Così, sotto l’egida del padre e del mentore don Antonio, Giorgia si è affermata e fatta conoscere, vincendo premi e riconoscimenti negli States e in Italia (tra cui il riconoscimento per la miglior montanara fritta a Napoli nel 2012) e accumulando esperienza tanto come pizzaiola quanto come insegnante e manager. Fino a che, proprio mentre la pandemia imponeva a molti di reinventarsi, cambiando abitudini e assetti dei locali – e portando alla chiusura di alcuni, come appunto la sede originaria del Kesté – non ha deciso che fosse arrivato il momento di andare avanti da sola, rilevando il locale vicino a Times Square e tornando a tempo pieno al bancone. «Ho una visione diversa da quella di mio padre, più giovane, quindi ho cambiato tante cose, dal servizio al branding, fino alle pizze in menu, anche se non mi discosto dalla “napoletana classica” come tipologia». La montanara – quella fritta e passata per pochi secondi nel forno ad asciugare, “marchio di fabbrica” di Starita – è sempre presente, ma la sua impronta personale s’individua soprattutto nelle pizze “seasonal” come quella invernale con noci, radicchio e Gorgonzola, o quella con alici, carciofi menta, mozzarella e pomodorini gialli, che nasce dal ricordo delle prime giornate d’estate a Terracina.

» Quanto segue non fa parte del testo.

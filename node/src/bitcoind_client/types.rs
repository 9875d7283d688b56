use std::convert::TryFrom;
use std::str::FromStr;

use anyhow::anyhow;
use bitcoin::hashes::hex::FromHex;
use bitcoin::BlockHash;
use lightning_block_sync::http::JsonResponse;

use crate::types::Port;

/// The information required to connect to a bitcoind instance via RPC
#[derive(Clone, Debug, PartialEq, Eq)]
pub struct BitcoindRpcInfo {
    pub username: String,
    pub password: String,
    pub host: String,
    pub port: Port,
}

impl BitcoindRpcInfo {
    fn parse_str(s: &str) -> Option<Self> {
        // format: <username>:<password>@<host>:<port>

        let mut parts = s.split(':');
        let (username, pass_host, port) =
            match (parts.next(), parts.next(), parts.next(), parts.next()) {
                (Some(username), Some(pass_host), Some(port), None) => {
                    (username, pass_host, port)
                }
                _ => return None,
            };

        let mut parts = pass_host.split('@');
        let (password, host) = match (parts.next(), parts.next(), parts.next())
        {
            (Some(password), Some(host), None) => (password, host),
            _ => return None,
        };

        let port = Port::from_str(port).ok()?;

        Some(Self {
            username: username.to_string(),
            password: password.to_string(),
            host: host.to_string(),
            port,
        })
    }
}

impl FromStr for BitcoindRpcInfo {
    type Err = anyhow::Error;

    fn from_str(s: &str) -> Result<Self, Self::Err> {
        Self::parse_str(s).ok_or_else(|| anyhow!("Invalid bitcoind rpc URL"))
    }
}

pub struct FundedTx {
    pub changepos: i64,
    pub hex: String,
}

// TODO Use serde::Deserialize
impl TryFrom<JsonResponse> for FundedTx {
    type Error = std::io::Error;
    fn try_from(resp: JsonResponse) -> std::io::Result<FundedTx> {
        Ok(FundedTx {
            changepos: resp.0["changepos"].as_i64().unwrap(),
            hex: resp.0["hex"].as_str().unwrap().to_string(),
        })
    }
}

pub struct RawTx(pub String);

// TODO Use serde::Deserialize
impl TryFrom<JsonResponse> for RawTx {
    type Error = std::io::Error;
    fn try_from(resp: JsonResponse) -> std::io::Result<RawTx> {
        Ok(RawTx(resp.0.as_str().unwrap().to_string()))
    }
}

pub struct SignedTx {
    pub complete: bool,
    pub hex: String,
}

// TODO Use serde::Deserialize
impl TryFrom<JsonResponse> for SignedTx {
    type Error = std::io::Error;
    fn try_from(resp: JsonResponse) -> std::io::Result<SignedTx> {
        Ok(SignedTx {
            hex: resp.0["hex"].as_str().unwrap().to_string(),
            complete: resp.0["complete"].as_bool().unwrap(),
        })
    }
}

pub struct NewAddress(pub String);

// TODO Use serde::Deserialize
impl TryFrom<JsonResponse> for NewAddress {
    type Error = std::io::Error;
    fn try_from(resp: JsonResponse) -> std::io::Result<NewAddress> {
        Ok(NewAddress(resp.0.as_str().unwrap().to_string()))
    }
}

pub struct FeeResponse {
    pub feerate_sat_per_kw: Option<u32>,
    pub errored: bool,
}

// TODO Use serde::Deserialize
impl TryFrom<JsonResponse> for FeeResponse {
    type Error = std::io::Error;
    fn try_from(resp: JsonResponse) -> std::io::Result<FeeResponse> {
        let errored = !resp.0["errors"].is_null();
        Ok(FeeResponse {
            errored,
            // Bitcoin Core gives us a feerate in BTC/KvB, which we need to
            // convert to satoshis/KW. Thus, we first multiply by 10^8 to get
            // satoshis, then divide by 4 to convert virtual-bytes into weight
            // units.
            feerate_sat_per_kw: resp.0["feerate"].as_f64().map(
                |feerate_btc_per_kvbyte| {
                    (feerate_btc_per_kvbyte * 100_000_000.0 / 4.0).round()
                        as u32
                },
            ),
        })
    }
}

pub struct BlockchainInfo {
    pub latest_height: usize,
    pub latest_blockhash: BlockHash,
    pub chain: String,
}

// TODO Use serde::Deserialize
impl TryFrom<JsonResponse> for BlockchainInfo {
    type Error = std::io::Error;
    fn try_from(resp: JsonResponse) -> std::io::Result<BlockchainInfo> {
        Ok(BlockchainInfo {
            latest_height: resp.0["blocks"].as_u64().unwrap() as usize,
            latest_blockhash: BlockHash::from_hex(
                resp.0["bestblockhash"].as_str().unwrap(),
            )
            .unwrap(),
            chain: resp.0["chain"].as_str().unwrap().to_string(),
        })
    }
}
//! Lexe Rust SDK.

#![deny(missing_docs)]

// --- Public API --- //
//
// All APIs accessible via these public modules must respect semver guarantees.

/// Configuration options for a `LexeWallet`.
pub mod config;
/// Local payments database synced from the user node.
pub mod payments_db;
/// `LexeWallet`: the top-level handle to a Lexe wallet.
pub mod wallet;

// --- Unstable APIs --- //

/// This module ensures all unstable APIs are accessible within the crate, but
/// not to external users of the crate, unless they enable the `unstable`
/// feature, in which case they can access it via the re-export below.
mod unstable {
    /// `Ffs`: A flat file system abstraction.
    pub mod ffs;
    /// Provision-related utilities.
    pub mod provision;
    /// `ProvisionHistory`
    // TODO(max): Delete this module once we calculate `enclaves_to_provision`
    // in the backend, so provisioning can be stateless. Remember, however, that
    // we have to check that all `NodeEnclave`s the backend returns is inside
    // `LATEST_TRUSTED_MEASUREMENTS`.
    pub mod provision_history;
    /// Wallet database.
    pub mod wallet_db;
}

/// Opt-in to unstable APIs.
#[cfg(feature = "unstable")]
pub use unstable::*;
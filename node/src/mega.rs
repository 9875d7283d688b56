use anyhow::Context;
use common::{
    cli::node::{MegaArgs, ProvisionArgs},
    constants,
    rng::Crng,
};
use lexe_tokio::{notify_once::NotifyOnce, task};
use tokio::sync::mpsc;

use crate::provision::ProvisionInstance;

pub async fn run(rng: &mut impl Crng, args: MegaArgs) -> anyhow::Result<()> {
    let mut static_tasks = Vec::with_capacity(5);

    let (eph_tasks_tx, eph_tasks_rx) =
        mpsc::channel(lexe_tokio::DEFAULT_CHANNEL_SIZE);

    // TODO(max): User node tasks should be spawned into this.
    let _ = eph_tasks_tx;

    // Shutdown channel for the entire mega instance.
    let mega_shutdown = NotifyOnce::new();

    // Init the provision service. Since it's a static service that should
    // live as long as the mega node itself, we can reuse the mega_shutdown.
    let provision_args = ProvisionArgs::from(&args);
    let provision =
        ProvisionInstance::init(rng, provision_args, mega_shutdown.clone())
            .await?;
    static_tasks.push(provision.spawn_into_task());

    // Spawn the mega server task.
    let mega_state = mega_server::MegaRouterState {
        mega_shutdown: mega_shutdown.clone(),
    };
    let (mega_task, mega_port, mega_url) =
        mega_server::spawn_server_task(mega_state)
            .context("Failed to spawn mega server task")?;
    static_tasks.push(mega_task);

    // TODO(max): Send the port to the runner
    let _ = mega_port;
    let _ = mega_url;

    task::try_join_tasks_and_shutdown(
        static_tasks,
        eph_tasks_rx,
        mega_shutdown,
        constants::USER_NODE_SHUTDOWN_TIMEOUT,
    )
    .await
    .context("Error awaiting tasks")?;

    Ok(())
}

mod mega_server {
    use std::{borrow::Cow, net::TcpListener};

    use anyhow::Context;
    use axum::{routing::post, Router};
    use common::net;
    use lexe_api::{server::LayerConfig, types::ports::Port};
    use lexe_tokio::{notify_once::NotifyOnce, task::LxTask};
    use tracing::info_span;

    use super::handlers;

    /// Spawns the Lexe mega server task; returns the task, port, and url.
    pub(super) fn spawn_server_task(
        state: MegaRouterState,
    ) -> anyhow::Result<(LxTask<()>, Port, String)> {
        let mega_shutdown = state.mega_shutdown.clone();

        const SERVER_SPAN_NAME: &str = "(mega-server)";
        let mega_listener =
            TcpListener::bind(net::LOCALHOST_WITH_EPHEMERAL_PORT)
                .context("Failed to bind mega listener")?;
        let mega_port = mega_listener
            .local_addr()
            .context("Couldn't get mega addr")?
            .port();
        let tls_and_dns = None;
        let (task, mega_url) =
            lexe_api::server::spawn_server_task_with_listener(
                mega_listener,
                mega_router(state),
                LayerConfig::default(),
                tls_and_dns,
                Cow::from(SERVER_SPAN_NAME),
                info_span!(SERVER_SPAN_NAME),
                mega_shutdown,
            )
            .context("Failed to spawn Lexe mega server task")?;

        Ok((task, mega_port, mega_url))
    }

    #[derive(Clone)]
    pub(super) struct MegaRouterState {
        pub mega_shutdown: NotifyOnce,
    }

    /// Implements [`LexeMegaApi`] - only callable by the Lexe operators.
    ///
    /// [`LexeMegaApi`]: lexe_api::def::LexeMegaApi
    fn mega_router(state: MegaRouterState) -> Router<()> {
        Router::new()
            .route("/lexe/shutdown", post(handlers::shutdown))
            .with_state(state)
    }
}

/// API handlers.
mod handlers {
    use axum::extract::State;
    use lexe_api::{server::LxJson, types::Empty};

    use super::mega_server::MegaRouterState;

    pub(super) async fn shutdown(
        State(state): State<MegaRouterState>,
    ) -> LxJson<Empty> {
        state.mega_shutdown.send();
        LxJson(Empty {})
    }
}
impl AppNodeRunApi for NodeClient {
    async fn node_info(&self) -> Result<NodeInfo, NodeApiError> {
        let run_rest = &self.authed_run_rest().await?.client;
        let run_url = &self.inner.run_url;
        let url = format!("{run_url}/app/node_info");
        let req = run_rest.get(url, &Empty {});
        run_rest.send(req).await
    }

    async fn list_channels(
        &self,
    ) -> Result<ListChannelsResponse, NodeApiError> {
        let run_rest = &self.authed_run_rest().await?.client;
        let run_url = &self.inner.run_url;
        let url = format!("{run_url}/app/list_channels");
        let req = run_rest.get(url, &Empty {});
        run_rest.send(req).await
    }

    async fn sign_message(
        &self,
        data: SignMsgRequest,
    ) -> Result<SignMsgResponse, NodeApiError> {
        let run_rest = &self.authed_run_rest().await?.client;
        let run_url = &self.inner.run_url;
        let url = format!("{run_url}/app/sign_message");
        let req = run_rest.post(url, &data);
        run_rest.send(req).await
    }

    async fn verify_message(
        &self,
        data: VerifyMsgRequest,
    ) -> Result<VerifyMsgResponse, NodeApiError> {
        let run_rest = &self.authed_run_rest().await?.client;
        let run_url = &self.inner.run_url;
        let url = format!("{run_url}/app/verify_message");
        let req = run_rest.post(url, &data);
        run_rest.send(req).await
    }

    async fn open_channel(
        &self,
        data: OpenChannelRequest,
    ) -> Result<OpenChannelResponse, NodeApiError> {
        let run_rest = &self.authed_run_rest().await?.client;
        let run_url = &self.inner.run_url;
        let url = format!("{run_url}/app/open_channel");
        let req = run_rest.post(url, &data);
        run_rest.send(req).await
    }

    async fn preflight_open_channel(
        &self,
        data: PreflightOpenChannelRequest,
    ) -> Result<PreflightOpenChannelResponse, NodeApiError> {
        let run_rest = &self.authed_run_rest().await?.client;
        let run_url = &self.inner.run_url;
        let url = format!("{run_url}/app/preflight_open_channel");
        let req = run_rest.post(url, &data);
        run_rest.send(req).await
    }

    async fn close_channel(
        &self,
        data: CloseChannelRequest,
    ) -> Result<Empty, NodeApiError> {
        let run_rest = &self.authed_run_rest().await?.client;
        let run_url = &self.inner.run_url;
        let url = format!("{run_url}/app/close_channel");
        let req = run_rest.post(url, &data);
        run_rest.send(req).await
    }

    async fn preflight_close_channel(
        &self,
        data: PreflightCloseChannelRequest,
    ) -> Result<PreflightCloseChannelResponse, NodeApiError> {
        let run_rest = &self.authed_run_rest().await?.client;
        let run_url = &self.inner.run_url;
        let url = format!("{run_url}/app/preflight_close_channel");
        let req = run_rest.post(url, &data);
        run_rest.send(req).await
    }

    async fn create_invoice(
        &self,
        data: CreateInvoiceRequest,
    ) -> Result<CreateInvoiceResponse, NodeApiError> {
        let run_rest = &self.authed_run_rest().await?.client;
        let run_url = &self.inner.run_url;
        let url = format!("{run_url}/app/create_invoice");
        let req = run_rest.post(url, &data);
        run_rest.send(req).await
    }

    async fn pay_invoice(
        &self,
        req: PayInvoiceRequest,
    ) -> Result<PayInvoiceResponse, NodeApiError> {
        let run_rest = &self.authed_run_rest().await?.client;
        let run_url = &self.inner.run_url;
        let url = format!("{run_url}/app/pay_invoice");
        // `pay_invoice` may call `max_flow` which takes a long time.
        let req = run_rest
            .post(url, &req)
            .timeout(constants::MAX_FLOW_TIMEOUT + Duration::from_secs(2));
        run_rest.send(req).await
    }

    async fn preflight_pay_invoice(
        &self,
        req: PreflightPayInvoiceRequest,
    ) -> Result<PreflightPayInvoiceResponse, NodeApiError> {
        let run_rest = &self.authed_run_rest().await?.client;
        let run_url = &self.inner.run_url;
        let url = format!("{run_url}/app/preflight_pay_invoice");
        // `preflight_pay_invoice` may call `max_flow` which takes a long time.
        let req = run_rest
            .post(url, &req)
            .timeout(constants::MAX_FLOW_TIMEOUT + Duration::from_secs(2));
        run_rest.send(req).await
    }

    async fn pay_onchain(
        &self,
        req: PayOnchainRequest,
    ) -> Result<PayOnchainResponse, NodeApiError> {
        let run_rest = &self.authed_run_rest().await?.client;
        let run_url = &self.inner.run_url;
        let url = format!("{run_url}/app/pay_onchain");
        let req = run_rest.post(url, &req);
        run_rest.send(req).await
    }

    async fn preflight_pay_onchain(
        &self,
        req: PreflightPayOnchainRequest,
    ) -> Result<PreflightPayOnchainResponse, NodeApiError> {
        let run_rest = &self.authed_run_rest().await?.client;
        let run_url = &self.inner.run_url;
        let url = format!("{run_url}/app/preflight_pay_onchain");
        let req = run_rest.post(url, &req);
        run_rest.send(req).await
    }

    async fn create_offer(
        &self,
        req: CreateOfferRequest,
    ) -> Result<CreateOfferResponse, NodeApiError> {
        let run_rest = &self.authed_run_rest().await?.client;
        let run_url = &self.inner.run_url;
        let url = format!("{run_url}/app/create_offer");
        let req = run_rest.post(url, &req);
        run_rest.send(req).await
    }

    async fn pay_offer(
        &self,
        req: PayOfferRequest,
    ) -> Result<PayOfferResponse, NodeApiError> {
        let run_rest = &self.authed_run_rest().await?.client;
        let run_url = &self.inner.run_url;
        let url = format!("{run_url}/app/pay_offer");
        let req = run_rest.post(url, &req);
        run_rest.send(req).await
    }

    async fn preflight_pay_offer(
        &self,
        req: PreflightPayOfferRequest,
    ) -> Result<PreflightPayOfferResponse, NodeApiError> {
        let run_rest = &self.authed_run_rest().await?.client;
        let run_url = &self.inner.run_url;
        let url = format!("{run_url}/app/preflight_pay_offer");
        let req = run_rest.post(url, &req);
        run_rest.send(req).await
    }

    async fn get_address(&self) -> Result<GetAddressResponse, NodeApiError> {
        let run_rest = &self.authed_run_rest().await?.client;
        let run_url = &self.inner.run_url;
        let url = format!("{run_url}/app/get_address");
        let req = run_rest.post(url, &Empty {});
        run_rest.send(req).await
    }

    async fn get_payments_by_indexes(
        &self,
        _: PaymentCreatedIndexes,
    ) -> Result<VecBasicPaymentV1, NodeApiError> {
        unimplemented!("Deprecated")
    }

    async fn get_new_payments(
        &self,
        _: GetNewPayments,
    ) -> Result<VecBasicPaymentV1, NodeApiError> {
        unimplemented!("Deprecated")
    }

    async fn get_updated_payments(
        &self,
        req: GetUpdatedPayments,
    ) -> Result<VecBasicPaymentV2, NodeApiError> {
        let run_rest = &self.authed_run_rest().await?.client;
        let run_url = &self.inner.run_url;
        let url = format!("{run_url}/app/payments/updated");
        let req = run_rest.get(url, &req);
        run_rest.send(req).await
    }

    async fn get_payment_by_id(
        &self,
        req: LxPaymentIdStruct,
    ) -> Result<MaybeBasicPaymentV2, NodeApiError> {
        let run_rest = &self.authed_run_rest().await?.client;
        let run_url = &self.inner.run_url;
        let url = format!("{run_url}/app/v1/payments/id");
        let req = run_rest.get(url, &req);
        run_rest.send(req).await
    }

    async fn update_payment_note(
        &self,
        req: UpdatePaymentNote,
    ) -> Result<Empty, NodeApiError> {
        let run_rest = &self.authed_run_rest().await?.client;
        let run_url = &self.inner.run_url;
        let url = format!("{run_url}/app/payments/note");
        let req = run_rest.put(url, &req);
        run_rest.send(req).await
    }

    async fn get_revocable_clients(
        &self,
        req: GetRevocableClients,
    ) -> Result<RevocableClients, NodeApiError> {
        let run_rest = &self.authed_run_rest().await?.client;
        let run_url = &self.inner.run_url;
        let url = format!("{run_url}/app/clients");
        let req = run_rest.get(url, &req);
        run_rest.send(req).await
    }

    async fn create_revocable_client(
        &self,
        req: CreateRevocableClientRequest,
    ) -> Result<CreateRevocableClientResponse, NodeApiError> {
        let run_rest = &self.authed_run_rest().await?.client;
        let run_url = &self.inner.run_url;
        let url = format!("{run_url}/app/clients");
        let req = run_rest.post(url, &req);
        run_rest.send(req).await
    }

    async fn update_revocable_client(
        &self,
        req: UpdateClientRequest,
    ) -> Result<UpdateClientResponse, NodeApiError> {
        let run_rest = &self.authed_run_rest().await?.client;
        let run_url = &self.inner.run_url;
        let url = format!("{run_url}/app/clients");
        let req = run_rest.put(url, &req);
        run_rest.send(req).await
    }

    async fn list_broadcasted_txs(
        &self,
    ) -> Result<serde_json::Value, NodeApiError> {
        let run_rest = &self.authed_run_rest().await?.client;
        let run_url = &self.inner.run_url;
        let url = format!("{run_url}/app/list_broadcasted_txs");
        let req = run_rest.get(url, &Empty {});
        run_rest.send(req).await
    }

    async fn backup_info(&self) -> Result<BackupInfo, NodeApiError> {
        let run_rest = &self.authed_run_rest().await?.client;
        let run_url = &self.inner.run_url;
        let url = format!("{run_url}/app/backup");
        let req = run_rest.get(url, &Empty {});
        run_rest.send(req).await
    }

    async fn setup_gdrive(
        &self,
        req: SetupGDrive,
    ) -> Result<Empty, NodeApiError> {
        let run_rest = &self.authed_run_rest().await?.client;
        let run_url = &self.inner.run_url;
        let url = format!("{run_url}/app/backup/gdrive");
        let req = run_rest.post(url, &req);
        run_rest.send(req).await
    }

    async fn get_payment_address(
        &self,
    ) -> Result<PaymentAddress, NodeApiError> {
        let run_rest = &self.authed_run_rest().await?.client;
        let run_url = &self.inner.run_url;
        let url = format!("{run_url}/app/payment_address");
        let req = run_rest.get(url, &Empty {});
        run_rest.send(req).await
    }

    async fn update_payment_address(
        &self,
        req: UsernameStruct,
    ) -> Result<PaymentAddress, NodeApiError> {
        let run_rest = &self.authed_run_rest().await?.client;
        let run_url = &self.inner.run_url;
        let url = format!("{run_url}/app/payment_address");
        let req = run_rest.put(url, &req);
        run_rest.send(req).await
    }

    async fn list_nwc_clients(
        &self,
    ) -> Result<ListNwcClientResponse, NodeApiError> {
        let run_rest = &self.authed_run_rest().await?.client;
        let run_url = &self.inner.run_url;
        let url = format!("{run_url}/app/nwc_clients");
        let req = run_rest.get(url, &Empty {});
        run_rest.send(req).await
    }

    async fn create_nwc_client(
        &self,
        req: CreateNwcClientRequest,
    ) -> Result<CreateNwcClientResponse, NodeApiError> {
        let run_rest = &self.authed_run_rest().await?.client;
        let run_url = &self.inner.run_url;
        let url = format!("{run_url}/app/nwc_clients");
        let req = run_rest.post(url, &req);
        run_rest.send(req).await
    }

    async fn update_nwc_client(
        &self,
        req: UpdateNwcClientRequest,
    ) -> Result<UpdateNwcClientResponse, NodeApiError> {
        let run_rest = &self.authed_run_rest().await?.client;
        let run_url = &self.inner.run_url;
        let url = format!("{run_url}/app/nwc_clients");
        let req = run_rest.put(url, &req);
        run_rest.send(req).await
    }

    async fn delete_nwc_client(
        &self,
        req: NostrPkStruct,
    ) -> Result<Empty, NodeApiError> {
        let run_rest = &self.authed_run_rest().await?.client;
        let run_url = &self.inner.run_url;
        let url = format!("{run_url}/app/nwc_clients");
        let req = run_rest.delete(url, &req);
        run_rest.send(req).await
    }
}
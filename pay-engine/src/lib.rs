//! Transaction Engine, ACH Verifier, and Browser-Post Coordinator (§4.4,
//! §4.6, §4.7): the pieces that sit between the API surface and the
//! Gateway Adapter / stores, owning idempotency, lifecycle validation, and
//! concurrency control.

pub mod ach_verifier;
pub mod browser_post;
pub mod transaction_engine;

pub use ach_verifier::AchVerifier;
pub use browser_post::BrowserPostCoordinator;
pub use transaction_engine::TransactionEngine;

Le differenze sostanziali, però, sono soprattutto nel modello di business e nella scelta dei fornitori. «Pure come conseguenza del Covid, ci siamo orientati verso la sostenibilità e l’utilizzo di materie prime in gran parte locali, anche per supportare i piccoli coltivatori e produttori dei dintorni, birra e bevande incluse. È cresciuto tantissimo anche l’asporto, come la richiesta della pizza senza glutine, che per noi rappresenta ormai il 35—40% del fatturato giornaliero: tutte le nostre pizze, tranne quelle fritte, si possono avere anche nella versione gluten free».

Insomma, non ci sono solo passione e poesia nelle giornate di Giorgia, ma tanta organizzazione e determinazione – spesso condivise con le colleghe negli USA, con cui hanno creato un gruppo che offre complicità, confronto e supporto per un mestiere che anche da quelle parti viene ancora visto come prettamente maschile. «Mi occupo io di tutto, faccio le pizze ma seguo anche la gestione completa del locale, anche se vengo aiutata tantissimo dal mio compagno: stiamo insieme praticamente 24 ore su 24 ma fortunatamente litighiamo pochissimo! Non è semplice, soprattutto per quel che riguarda la gestione del personale che in questi ultimi anni è diventata sempre più complessa. In generale, con il Covid sono stati anni tostissimi ma fortunati, sono molto soddisfatta. Anche se non mi dispiacerebbe tornare a insegnare, per far conoscere la pizza e la cucina italiana a chi ama il nostro Paese».